Data to examine:
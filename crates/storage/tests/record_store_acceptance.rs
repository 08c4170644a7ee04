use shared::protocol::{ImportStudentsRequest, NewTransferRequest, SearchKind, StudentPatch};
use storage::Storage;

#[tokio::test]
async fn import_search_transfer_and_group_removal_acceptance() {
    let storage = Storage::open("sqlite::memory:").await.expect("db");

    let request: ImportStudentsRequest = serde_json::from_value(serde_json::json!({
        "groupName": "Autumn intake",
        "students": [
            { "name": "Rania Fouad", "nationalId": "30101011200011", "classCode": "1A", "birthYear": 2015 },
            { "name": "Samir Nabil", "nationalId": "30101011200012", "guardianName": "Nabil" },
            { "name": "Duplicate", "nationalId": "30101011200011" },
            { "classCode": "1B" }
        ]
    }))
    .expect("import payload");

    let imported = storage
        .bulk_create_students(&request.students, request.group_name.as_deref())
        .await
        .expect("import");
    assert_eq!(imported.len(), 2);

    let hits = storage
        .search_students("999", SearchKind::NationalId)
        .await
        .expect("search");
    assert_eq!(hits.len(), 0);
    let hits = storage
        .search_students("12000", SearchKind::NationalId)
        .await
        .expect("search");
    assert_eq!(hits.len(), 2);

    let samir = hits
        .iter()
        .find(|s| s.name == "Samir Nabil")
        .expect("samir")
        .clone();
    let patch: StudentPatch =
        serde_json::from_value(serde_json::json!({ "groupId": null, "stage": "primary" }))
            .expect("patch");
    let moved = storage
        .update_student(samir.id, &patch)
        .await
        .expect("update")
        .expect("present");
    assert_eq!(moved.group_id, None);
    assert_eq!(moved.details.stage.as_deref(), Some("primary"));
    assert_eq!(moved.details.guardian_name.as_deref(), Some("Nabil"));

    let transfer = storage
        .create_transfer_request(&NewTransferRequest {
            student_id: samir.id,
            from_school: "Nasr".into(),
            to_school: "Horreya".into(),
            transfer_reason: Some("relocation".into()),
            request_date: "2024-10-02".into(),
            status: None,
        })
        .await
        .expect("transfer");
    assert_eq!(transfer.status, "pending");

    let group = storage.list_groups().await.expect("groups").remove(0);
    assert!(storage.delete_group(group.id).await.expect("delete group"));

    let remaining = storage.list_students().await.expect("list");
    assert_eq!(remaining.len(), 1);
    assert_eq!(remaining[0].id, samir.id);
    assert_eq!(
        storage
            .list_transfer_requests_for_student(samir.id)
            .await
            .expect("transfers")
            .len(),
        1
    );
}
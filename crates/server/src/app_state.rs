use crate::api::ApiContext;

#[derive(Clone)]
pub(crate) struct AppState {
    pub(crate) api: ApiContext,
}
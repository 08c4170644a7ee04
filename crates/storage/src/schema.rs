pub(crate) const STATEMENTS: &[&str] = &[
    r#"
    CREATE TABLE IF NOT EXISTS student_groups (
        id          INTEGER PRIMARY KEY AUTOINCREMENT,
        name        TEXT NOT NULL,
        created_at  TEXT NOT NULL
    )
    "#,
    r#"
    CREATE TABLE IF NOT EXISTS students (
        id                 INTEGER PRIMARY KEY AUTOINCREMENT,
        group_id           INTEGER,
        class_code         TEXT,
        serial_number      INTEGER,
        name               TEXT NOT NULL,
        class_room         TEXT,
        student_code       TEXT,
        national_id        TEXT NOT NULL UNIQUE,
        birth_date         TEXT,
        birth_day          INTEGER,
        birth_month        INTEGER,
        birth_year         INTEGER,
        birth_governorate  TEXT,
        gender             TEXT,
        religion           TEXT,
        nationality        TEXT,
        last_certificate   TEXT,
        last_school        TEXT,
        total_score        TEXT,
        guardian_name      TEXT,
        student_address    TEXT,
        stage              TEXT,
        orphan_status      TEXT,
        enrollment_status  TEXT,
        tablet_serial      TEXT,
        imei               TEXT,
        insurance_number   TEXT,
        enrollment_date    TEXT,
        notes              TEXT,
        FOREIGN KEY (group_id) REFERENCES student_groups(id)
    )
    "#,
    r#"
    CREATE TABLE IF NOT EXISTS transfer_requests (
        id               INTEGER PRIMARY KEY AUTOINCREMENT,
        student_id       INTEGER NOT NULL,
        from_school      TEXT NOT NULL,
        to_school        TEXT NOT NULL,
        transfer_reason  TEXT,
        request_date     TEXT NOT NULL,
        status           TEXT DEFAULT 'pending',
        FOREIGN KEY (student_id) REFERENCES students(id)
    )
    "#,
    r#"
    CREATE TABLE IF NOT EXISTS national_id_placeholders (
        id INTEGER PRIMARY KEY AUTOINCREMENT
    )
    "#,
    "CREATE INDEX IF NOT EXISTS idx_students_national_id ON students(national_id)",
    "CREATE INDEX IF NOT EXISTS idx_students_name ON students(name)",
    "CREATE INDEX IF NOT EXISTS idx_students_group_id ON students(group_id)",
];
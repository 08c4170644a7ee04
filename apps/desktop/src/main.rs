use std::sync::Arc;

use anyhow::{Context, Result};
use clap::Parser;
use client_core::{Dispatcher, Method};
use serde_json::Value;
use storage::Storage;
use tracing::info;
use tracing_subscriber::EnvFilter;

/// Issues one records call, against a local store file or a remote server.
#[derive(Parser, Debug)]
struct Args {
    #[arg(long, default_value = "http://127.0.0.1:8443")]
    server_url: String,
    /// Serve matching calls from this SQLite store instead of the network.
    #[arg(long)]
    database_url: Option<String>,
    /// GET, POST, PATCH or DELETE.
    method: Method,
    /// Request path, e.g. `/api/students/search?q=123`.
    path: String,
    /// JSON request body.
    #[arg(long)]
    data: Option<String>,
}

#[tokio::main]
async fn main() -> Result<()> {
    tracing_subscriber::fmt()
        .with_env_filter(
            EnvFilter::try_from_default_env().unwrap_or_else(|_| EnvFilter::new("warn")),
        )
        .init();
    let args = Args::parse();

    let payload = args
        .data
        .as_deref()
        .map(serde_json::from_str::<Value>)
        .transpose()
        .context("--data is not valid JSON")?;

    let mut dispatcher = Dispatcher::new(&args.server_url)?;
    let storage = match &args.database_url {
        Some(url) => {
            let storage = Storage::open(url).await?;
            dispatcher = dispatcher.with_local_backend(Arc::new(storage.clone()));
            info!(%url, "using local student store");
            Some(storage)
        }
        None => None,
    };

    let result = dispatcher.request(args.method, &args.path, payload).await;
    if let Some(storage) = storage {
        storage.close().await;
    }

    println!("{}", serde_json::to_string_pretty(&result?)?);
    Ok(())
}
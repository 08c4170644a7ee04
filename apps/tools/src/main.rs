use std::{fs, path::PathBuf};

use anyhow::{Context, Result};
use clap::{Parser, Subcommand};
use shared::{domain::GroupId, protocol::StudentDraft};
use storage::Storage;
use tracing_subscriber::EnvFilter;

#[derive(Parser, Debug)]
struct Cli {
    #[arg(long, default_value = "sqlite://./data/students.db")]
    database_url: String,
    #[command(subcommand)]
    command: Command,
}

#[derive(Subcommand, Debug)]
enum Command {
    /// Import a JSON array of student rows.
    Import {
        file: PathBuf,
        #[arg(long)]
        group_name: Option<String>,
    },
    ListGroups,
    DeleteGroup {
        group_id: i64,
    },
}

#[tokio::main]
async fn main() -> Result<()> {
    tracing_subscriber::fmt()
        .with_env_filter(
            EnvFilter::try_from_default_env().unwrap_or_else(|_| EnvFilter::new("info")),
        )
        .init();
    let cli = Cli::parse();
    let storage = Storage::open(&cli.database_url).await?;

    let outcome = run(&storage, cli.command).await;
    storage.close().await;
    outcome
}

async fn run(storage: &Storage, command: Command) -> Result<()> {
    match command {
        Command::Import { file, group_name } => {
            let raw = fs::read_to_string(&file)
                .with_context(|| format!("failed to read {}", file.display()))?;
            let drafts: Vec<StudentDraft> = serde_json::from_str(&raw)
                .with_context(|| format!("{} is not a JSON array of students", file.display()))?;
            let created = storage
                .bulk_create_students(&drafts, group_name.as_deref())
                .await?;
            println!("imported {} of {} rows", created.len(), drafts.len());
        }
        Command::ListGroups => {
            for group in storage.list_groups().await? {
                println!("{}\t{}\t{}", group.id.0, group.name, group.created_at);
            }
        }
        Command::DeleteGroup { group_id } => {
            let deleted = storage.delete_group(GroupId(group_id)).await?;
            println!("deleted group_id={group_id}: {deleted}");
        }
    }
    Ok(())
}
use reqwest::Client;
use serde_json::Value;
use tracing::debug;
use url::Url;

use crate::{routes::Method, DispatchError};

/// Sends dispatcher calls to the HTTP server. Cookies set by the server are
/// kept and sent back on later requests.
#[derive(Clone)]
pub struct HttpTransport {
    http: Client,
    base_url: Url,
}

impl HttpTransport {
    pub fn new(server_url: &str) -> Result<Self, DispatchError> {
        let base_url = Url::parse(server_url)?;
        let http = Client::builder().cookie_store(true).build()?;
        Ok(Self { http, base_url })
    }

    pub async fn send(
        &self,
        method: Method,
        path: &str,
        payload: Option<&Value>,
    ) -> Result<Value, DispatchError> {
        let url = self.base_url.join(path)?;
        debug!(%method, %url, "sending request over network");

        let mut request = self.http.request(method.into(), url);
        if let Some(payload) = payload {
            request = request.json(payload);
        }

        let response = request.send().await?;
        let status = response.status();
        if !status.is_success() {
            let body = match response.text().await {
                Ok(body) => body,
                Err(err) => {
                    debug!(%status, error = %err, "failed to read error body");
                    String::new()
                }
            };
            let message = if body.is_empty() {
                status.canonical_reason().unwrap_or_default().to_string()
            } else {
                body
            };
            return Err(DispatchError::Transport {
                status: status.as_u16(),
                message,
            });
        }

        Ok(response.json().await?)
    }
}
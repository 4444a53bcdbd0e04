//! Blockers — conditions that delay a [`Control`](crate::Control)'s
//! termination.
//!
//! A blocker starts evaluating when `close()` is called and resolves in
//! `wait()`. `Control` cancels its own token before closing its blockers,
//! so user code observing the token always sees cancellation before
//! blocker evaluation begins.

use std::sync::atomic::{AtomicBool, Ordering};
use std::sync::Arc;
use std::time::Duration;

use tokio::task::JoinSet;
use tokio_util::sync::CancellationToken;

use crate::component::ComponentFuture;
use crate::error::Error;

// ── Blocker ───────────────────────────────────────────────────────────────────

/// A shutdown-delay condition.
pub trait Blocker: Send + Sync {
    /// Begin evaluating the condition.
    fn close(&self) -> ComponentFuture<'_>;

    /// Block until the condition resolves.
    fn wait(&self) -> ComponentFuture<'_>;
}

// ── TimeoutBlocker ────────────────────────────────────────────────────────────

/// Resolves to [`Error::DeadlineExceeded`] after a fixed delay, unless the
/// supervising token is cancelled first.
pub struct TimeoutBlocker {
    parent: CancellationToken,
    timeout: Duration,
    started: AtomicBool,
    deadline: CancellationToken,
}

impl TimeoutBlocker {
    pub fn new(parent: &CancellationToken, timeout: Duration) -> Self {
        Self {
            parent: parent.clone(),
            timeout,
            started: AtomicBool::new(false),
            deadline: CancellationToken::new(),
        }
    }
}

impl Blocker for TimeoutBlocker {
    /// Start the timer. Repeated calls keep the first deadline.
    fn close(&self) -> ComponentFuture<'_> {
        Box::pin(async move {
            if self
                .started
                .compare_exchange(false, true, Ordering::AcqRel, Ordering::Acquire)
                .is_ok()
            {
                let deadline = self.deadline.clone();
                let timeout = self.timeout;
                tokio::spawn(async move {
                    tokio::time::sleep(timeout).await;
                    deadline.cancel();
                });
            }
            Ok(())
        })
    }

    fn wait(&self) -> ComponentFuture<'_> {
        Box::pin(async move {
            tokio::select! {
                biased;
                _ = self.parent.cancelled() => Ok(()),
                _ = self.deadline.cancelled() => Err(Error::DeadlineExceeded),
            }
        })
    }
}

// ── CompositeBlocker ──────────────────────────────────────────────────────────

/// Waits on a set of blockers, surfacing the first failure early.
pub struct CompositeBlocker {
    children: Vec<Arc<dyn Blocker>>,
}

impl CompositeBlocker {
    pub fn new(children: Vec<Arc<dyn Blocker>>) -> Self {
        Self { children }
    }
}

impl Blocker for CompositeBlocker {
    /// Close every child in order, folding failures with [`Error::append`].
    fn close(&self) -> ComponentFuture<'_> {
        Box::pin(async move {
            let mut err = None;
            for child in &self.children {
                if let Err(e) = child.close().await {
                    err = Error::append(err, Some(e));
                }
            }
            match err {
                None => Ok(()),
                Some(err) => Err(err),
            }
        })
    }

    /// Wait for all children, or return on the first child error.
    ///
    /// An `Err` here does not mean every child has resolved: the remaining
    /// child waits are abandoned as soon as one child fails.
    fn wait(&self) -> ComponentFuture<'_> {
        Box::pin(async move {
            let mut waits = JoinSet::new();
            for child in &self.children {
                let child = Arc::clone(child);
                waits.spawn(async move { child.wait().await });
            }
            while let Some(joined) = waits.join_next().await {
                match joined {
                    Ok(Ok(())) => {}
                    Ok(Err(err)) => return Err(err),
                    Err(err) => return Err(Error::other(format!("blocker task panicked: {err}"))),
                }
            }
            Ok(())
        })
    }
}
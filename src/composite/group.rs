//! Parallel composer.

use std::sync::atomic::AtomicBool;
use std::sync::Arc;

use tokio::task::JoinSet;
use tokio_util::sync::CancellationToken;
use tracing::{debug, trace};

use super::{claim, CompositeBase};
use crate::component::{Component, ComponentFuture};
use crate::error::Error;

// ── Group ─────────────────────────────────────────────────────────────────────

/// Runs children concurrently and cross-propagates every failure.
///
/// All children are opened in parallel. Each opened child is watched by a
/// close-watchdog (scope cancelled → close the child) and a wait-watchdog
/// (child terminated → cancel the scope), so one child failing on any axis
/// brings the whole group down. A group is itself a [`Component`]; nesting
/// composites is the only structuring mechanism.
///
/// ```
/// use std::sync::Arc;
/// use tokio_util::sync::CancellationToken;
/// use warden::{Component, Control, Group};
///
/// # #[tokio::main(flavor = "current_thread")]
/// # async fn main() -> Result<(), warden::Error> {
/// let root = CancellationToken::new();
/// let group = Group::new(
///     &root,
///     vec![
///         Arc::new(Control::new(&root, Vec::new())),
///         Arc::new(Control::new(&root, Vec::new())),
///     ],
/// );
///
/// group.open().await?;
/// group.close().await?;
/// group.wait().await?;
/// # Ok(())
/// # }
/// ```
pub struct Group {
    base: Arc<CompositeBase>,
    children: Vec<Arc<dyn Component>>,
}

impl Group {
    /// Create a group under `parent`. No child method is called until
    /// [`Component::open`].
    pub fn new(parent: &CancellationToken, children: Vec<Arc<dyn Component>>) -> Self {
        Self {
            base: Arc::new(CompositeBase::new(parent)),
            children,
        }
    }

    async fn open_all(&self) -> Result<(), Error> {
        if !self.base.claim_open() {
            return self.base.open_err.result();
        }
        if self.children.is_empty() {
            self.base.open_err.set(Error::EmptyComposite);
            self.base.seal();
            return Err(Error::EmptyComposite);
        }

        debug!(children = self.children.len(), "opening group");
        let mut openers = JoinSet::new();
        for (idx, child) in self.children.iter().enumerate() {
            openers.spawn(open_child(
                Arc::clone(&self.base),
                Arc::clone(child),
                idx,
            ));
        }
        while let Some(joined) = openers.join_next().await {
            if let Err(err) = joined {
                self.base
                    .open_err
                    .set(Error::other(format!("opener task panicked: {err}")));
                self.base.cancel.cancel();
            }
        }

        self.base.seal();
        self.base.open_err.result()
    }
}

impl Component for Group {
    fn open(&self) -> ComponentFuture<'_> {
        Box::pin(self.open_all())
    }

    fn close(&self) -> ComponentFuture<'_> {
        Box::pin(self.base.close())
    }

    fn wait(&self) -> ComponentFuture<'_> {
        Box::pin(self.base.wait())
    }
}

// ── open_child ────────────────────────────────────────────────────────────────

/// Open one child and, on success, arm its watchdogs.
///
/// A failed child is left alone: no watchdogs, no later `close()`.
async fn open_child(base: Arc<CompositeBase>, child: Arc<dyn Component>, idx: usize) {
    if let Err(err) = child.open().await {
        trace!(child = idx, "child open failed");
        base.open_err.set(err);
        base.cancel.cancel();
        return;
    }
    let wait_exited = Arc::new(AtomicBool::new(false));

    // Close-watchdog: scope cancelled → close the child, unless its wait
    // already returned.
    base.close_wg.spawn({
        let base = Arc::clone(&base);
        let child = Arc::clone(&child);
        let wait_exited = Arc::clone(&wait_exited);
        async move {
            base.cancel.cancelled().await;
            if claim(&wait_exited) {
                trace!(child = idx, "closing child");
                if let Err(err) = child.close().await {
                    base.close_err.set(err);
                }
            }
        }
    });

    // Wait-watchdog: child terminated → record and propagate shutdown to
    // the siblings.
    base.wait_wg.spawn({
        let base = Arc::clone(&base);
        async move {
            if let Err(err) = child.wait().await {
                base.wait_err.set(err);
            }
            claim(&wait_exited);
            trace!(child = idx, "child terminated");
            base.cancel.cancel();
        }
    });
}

Directions: Please report the number of lines in the data that include the word "first", and add no other text.

Written response: 4